What is being asked:
Where in the entries below does "enough" appear? Copy every line that has it.

Record excerpts:
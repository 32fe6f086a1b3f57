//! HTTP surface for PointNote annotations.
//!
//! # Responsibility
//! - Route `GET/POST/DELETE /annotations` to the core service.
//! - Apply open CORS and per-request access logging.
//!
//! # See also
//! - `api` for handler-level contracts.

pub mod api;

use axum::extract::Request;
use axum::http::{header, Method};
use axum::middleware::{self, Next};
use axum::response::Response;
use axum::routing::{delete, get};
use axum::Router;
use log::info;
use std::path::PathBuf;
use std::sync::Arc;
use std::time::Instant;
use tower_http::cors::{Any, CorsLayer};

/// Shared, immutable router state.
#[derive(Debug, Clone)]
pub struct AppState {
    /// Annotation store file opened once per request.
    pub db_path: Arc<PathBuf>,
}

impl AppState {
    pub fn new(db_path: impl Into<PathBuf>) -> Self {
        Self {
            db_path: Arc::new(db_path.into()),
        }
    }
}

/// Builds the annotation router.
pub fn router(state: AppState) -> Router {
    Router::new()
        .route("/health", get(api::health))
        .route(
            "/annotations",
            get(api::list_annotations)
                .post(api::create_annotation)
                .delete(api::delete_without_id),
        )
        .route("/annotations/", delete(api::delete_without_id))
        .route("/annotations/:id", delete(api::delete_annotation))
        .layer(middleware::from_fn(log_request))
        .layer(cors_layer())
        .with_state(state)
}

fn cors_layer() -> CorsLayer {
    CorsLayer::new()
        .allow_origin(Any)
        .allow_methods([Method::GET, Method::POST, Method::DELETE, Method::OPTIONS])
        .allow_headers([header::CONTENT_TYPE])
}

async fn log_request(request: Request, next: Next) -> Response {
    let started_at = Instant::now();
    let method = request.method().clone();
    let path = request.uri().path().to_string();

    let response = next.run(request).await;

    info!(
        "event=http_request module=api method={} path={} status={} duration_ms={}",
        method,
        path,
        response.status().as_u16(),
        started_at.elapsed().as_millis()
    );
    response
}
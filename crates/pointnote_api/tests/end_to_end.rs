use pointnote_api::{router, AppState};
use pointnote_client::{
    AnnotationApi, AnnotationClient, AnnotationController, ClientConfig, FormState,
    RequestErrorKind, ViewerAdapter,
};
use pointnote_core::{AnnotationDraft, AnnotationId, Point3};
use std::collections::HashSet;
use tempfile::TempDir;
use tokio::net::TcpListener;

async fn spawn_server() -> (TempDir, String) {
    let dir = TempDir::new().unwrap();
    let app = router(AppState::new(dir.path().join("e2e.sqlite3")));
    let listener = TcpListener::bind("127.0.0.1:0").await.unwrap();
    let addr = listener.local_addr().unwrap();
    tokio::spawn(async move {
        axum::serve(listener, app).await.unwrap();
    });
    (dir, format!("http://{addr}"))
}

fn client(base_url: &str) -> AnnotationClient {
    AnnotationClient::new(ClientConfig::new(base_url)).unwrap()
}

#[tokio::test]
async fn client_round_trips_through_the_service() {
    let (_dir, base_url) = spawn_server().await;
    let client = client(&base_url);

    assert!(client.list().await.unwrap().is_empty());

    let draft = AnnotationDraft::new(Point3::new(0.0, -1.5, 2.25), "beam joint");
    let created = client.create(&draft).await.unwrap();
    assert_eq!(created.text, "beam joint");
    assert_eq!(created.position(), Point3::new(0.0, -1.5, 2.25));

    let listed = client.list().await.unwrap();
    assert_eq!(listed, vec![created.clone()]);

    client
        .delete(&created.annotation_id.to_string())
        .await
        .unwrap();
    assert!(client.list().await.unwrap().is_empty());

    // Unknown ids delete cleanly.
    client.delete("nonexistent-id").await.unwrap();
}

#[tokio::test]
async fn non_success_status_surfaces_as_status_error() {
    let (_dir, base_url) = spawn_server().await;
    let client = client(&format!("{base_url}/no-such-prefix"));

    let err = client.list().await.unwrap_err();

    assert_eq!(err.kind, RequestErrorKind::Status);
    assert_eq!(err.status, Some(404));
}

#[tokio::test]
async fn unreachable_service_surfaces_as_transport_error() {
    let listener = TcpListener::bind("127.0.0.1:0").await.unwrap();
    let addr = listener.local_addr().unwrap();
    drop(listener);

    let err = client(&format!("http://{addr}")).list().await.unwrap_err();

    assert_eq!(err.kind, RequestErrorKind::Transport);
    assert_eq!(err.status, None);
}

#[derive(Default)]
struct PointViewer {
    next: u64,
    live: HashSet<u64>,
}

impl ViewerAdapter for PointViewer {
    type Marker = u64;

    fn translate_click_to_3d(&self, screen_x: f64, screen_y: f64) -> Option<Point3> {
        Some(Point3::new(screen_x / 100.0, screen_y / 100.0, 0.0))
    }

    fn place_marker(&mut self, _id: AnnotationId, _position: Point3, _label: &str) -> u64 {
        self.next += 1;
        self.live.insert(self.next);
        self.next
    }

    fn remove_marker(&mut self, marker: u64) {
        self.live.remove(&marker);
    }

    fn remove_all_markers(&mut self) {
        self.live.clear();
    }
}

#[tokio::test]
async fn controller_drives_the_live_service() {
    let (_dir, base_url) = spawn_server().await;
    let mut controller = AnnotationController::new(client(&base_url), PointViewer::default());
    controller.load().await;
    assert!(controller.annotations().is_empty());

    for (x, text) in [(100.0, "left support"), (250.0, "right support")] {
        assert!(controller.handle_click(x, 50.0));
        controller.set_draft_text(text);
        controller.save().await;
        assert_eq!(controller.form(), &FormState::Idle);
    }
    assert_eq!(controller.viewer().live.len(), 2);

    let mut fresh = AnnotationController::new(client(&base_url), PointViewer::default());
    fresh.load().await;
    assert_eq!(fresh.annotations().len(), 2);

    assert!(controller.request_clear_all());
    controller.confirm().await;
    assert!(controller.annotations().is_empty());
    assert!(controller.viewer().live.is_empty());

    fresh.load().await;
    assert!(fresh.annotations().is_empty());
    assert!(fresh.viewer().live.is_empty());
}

...

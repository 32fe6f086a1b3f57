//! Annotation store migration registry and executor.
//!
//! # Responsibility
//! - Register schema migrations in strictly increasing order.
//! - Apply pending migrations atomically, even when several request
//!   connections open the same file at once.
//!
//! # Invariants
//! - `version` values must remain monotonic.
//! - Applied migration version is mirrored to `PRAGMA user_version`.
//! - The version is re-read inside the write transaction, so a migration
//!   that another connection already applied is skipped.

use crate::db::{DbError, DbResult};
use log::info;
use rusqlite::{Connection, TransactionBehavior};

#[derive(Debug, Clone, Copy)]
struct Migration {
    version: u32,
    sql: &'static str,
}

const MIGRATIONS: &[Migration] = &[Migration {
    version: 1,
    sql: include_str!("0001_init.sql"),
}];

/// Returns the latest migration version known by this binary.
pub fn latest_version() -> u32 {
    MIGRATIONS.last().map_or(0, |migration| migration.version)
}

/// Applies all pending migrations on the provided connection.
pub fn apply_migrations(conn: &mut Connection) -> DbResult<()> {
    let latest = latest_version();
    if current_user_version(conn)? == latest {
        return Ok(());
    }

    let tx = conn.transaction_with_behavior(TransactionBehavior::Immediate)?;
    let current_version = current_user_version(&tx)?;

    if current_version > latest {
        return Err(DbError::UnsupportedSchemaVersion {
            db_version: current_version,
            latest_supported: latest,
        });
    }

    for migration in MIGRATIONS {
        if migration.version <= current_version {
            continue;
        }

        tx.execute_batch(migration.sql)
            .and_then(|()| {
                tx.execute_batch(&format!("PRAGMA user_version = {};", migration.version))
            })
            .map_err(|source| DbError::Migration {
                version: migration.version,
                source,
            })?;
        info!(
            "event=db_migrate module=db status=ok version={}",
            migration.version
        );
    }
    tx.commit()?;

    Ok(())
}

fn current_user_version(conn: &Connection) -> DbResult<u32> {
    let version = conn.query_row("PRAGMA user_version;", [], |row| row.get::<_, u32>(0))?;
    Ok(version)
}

* * *

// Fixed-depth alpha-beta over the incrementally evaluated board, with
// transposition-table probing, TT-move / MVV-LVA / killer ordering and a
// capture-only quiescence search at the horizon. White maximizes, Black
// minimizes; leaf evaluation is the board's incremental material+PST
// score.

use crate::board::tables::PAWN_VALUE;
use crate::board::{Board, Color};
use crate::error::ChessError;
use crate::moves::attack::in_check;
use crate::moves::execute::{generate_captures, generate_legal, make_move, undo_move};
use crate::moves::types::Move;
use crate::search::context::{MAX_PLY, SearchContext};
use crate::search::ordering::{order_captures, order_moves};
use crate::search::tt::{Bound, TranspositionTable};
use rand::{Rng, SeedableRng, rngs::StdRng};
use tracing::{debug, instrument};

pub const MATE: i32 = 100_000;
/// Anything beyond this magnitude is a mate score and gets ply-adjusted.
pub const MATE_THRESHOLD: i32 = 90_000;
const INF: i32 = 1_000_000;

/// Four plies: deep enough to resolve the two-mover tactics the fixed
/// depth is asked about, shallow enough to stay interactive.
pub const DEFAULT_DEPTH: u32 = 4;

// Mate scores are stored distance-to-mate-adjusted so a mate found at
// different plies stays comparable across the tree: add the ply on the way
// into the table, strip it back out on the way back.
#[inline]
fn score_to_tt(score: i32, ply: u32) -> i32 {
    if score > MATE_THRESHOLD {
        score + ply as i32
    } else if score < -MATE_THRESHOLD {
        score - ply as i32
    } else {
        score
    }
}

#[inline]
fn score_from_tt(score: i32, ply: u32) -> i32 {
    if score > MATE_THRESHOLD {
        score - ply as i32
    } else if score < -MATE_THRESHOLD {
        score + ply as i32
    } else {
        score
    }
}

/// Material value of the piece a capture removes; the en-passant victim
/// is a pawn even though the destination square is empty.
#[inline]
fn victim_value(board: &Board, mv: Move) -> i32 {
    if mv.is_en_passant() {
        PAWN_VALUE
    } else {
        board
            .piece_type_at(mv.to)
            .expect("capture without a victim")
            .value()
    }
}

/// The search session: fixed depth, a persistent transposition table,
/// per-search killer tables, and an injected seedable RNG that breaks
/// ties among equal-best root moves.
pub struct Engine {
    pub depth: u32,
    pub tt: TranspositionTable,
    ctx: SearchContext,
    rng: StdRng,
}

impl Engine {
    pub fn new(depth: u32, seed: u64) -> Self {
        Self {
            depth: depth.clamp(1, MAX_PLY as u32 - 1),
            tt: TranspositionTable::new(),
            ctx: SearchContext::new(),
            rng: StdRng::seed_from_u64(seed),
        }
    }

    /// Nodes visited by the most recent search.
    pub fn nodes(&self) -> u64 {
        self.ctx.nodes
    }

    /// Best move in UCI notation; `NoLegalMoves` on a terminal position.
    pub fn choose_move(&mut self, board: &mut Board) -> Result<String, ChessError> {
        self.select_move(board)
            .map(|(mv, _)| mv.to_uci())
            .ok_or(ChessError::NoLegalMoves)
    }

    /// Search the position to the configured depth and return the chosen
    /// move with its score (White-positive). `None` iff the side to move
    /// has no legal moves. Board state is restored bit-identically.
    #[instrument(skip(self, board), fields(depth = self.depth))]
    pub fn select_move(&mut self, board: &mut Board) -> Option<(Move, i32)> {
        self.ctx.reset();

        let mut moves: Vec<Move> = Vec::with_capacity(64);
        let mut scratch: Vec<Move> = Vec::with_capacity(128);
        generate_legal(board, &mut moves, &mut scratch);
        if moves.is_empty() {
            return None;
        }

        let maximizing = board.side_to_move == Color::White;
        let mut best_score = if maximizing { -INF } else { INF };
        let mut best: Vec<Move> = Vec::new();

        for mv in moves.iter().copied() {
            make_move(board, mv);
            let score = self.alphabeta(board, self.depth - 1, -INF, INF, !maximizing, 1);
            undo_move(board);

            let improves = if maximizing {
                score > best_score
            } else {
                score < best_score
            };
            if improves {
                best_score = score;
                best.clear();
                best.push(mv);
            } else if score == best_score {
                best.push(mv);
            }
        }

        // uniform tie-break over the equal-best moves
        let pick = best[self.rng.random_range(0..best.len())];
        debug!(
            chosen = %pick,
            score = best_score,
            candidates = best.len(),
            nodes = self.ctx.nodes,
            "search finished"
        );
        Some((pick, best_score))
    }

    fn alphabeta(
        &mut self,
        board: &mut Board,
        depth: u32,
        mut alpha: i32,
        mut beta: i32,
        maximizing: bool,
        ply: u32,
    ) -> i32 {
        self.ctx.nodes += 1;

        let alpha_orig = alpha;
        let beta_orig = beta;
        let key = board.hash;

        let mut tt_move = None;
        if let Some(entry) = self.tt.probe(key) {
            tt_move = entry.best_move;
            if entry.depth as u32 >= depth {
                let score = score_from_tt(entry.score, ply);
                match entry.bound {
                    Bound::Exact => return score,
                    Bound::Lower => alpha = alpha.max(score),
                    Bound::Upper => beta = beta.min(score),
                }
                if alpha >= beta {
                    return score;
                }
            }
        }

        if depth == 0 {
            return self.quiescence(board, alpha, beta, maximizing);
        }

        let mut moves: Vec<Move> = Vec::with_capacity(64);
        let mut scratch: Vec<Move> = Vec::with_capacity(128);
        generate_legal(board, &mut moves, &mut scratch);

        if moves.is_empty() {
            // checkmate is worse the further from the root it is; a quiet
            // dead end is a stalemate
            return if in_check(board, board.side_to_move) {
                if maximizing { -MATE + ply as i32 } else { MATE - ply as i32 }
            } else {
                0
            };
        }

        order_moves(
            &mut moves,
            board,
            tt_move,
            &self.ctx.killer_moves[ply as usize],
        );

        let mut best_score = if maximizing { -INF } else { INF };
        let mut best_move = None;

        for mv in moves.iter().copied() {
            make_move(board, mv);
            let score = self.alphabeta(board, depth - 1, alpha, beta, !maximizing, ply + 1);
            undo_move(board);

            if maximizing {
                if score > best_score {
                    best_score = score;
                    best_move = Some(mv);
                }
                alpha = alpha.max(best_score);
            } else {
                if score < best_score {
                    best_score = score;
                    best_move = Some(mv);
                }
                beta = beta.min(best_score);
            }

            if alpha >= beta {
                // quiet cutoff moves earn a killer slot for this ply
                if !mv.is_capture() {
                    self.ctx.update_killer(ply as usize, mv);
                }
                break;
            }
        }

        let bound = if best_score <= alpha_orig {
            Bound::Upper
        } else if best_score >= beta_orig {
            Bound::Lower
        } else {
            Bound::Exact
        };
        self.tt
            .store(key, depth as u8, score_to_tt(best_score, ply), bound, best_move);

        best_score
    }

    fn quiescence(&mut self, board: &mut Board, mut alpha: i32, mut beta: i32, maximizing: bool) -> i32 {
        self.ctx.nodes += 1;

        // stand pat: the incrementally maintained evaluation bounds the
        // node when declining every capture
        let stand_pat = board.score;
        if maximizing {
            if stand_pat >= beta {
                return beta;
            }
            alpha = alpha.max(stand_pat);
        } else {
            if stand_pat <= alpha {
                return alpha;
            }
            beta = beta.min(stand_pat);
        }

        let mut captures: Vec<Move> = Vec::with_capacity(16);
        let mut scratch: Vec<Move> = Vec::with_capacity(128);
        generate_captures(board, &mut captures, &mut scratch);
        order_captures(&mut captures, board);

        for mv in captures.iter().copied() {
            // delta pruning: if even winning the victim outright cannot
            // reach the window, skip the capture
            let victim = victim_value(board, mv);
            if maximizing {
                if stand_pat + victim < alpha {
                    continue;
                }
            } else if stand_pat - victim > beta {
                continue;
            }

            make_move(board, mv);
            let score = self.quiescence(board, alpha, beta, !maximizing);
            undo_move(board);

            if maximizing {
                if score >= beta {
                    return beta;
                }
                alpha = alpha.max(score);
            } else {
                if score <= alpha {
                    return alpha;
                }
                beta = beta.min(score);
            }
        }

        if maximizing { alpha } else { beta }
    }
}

The completed task:
/// Four plies: deep enough to resolve the two-mover tactics the fixed
/// depth is asked about, shallow enough to stay interactive.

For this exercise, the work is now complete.